## Problem
In the data below, find every line with the string "impl" and pull it out.

Saved data entries:
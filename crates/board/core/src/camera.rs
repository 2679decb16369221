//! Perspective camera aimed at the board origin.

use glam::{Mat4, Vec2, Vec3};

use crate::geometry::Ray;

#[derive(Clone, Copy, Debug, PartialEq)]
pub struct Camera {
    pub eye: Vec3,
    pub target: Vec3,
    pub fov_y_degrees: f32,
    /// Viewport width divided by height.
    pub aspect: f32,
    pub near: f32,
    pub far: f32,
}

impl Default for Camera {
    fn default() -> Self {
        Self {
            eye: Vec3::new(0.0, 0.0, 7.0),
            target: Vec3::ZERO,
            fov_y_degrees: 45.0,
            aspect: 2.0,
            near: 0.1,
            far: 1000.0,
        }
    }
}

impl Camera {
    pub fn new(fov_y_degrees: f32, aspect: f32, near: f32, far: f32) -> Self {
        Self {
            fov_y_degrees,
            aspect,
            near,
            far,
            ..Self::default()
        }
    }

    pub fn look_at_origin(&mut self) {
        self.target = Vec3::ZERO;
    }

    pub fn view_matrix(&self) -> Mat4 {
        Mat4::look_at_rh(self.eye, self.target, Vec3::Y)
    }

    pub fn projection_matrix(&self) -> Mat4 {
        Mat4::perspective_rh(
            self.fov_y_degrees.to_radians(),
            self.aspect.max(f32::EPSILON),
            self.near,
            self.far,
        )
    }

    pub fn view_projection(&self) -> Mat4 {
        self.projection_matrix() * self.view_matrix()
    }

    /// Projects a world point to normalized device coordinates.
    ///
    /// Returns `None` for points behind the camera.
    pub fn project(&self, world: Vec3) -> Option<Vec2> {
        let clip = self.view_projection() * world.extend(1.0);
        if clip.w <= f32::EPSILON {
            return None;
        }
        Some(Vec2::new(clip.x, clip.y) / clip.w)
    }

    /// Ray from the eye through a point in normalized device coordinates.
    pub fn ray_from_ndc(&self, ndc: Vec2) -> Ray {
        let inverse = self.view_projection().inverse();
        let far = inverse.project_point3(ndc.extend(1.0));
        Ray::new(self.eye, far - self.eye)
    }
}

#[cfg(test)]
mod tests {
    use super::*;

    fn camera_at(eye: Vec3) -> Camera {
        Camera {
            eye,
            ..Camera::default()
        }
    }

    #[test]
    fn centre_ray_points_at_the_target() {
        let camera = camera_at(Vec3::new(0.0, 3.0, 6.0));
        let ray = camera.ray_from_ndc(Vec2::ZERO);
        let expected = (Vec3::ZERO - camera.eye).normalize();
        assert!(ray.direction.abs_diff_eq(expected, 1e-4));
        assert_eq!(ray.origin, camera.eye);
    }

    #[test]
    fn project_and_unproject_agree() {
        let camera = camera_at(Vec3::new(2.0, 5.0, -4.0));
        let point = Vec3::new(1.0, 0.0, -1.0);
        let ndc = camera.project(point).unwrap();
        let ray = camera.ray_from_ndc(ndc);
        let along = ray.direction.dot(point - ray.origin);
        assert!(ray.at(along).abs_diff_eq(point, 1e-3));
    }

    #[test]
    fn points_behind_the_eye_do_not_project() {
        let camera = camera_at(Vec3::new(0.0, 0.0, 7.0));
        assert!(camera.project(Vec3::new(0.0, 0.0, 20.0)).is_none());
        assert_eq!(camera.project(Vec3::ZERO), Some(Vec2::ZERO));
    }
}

## Expected output
impl Default for Camera {
impl Camera {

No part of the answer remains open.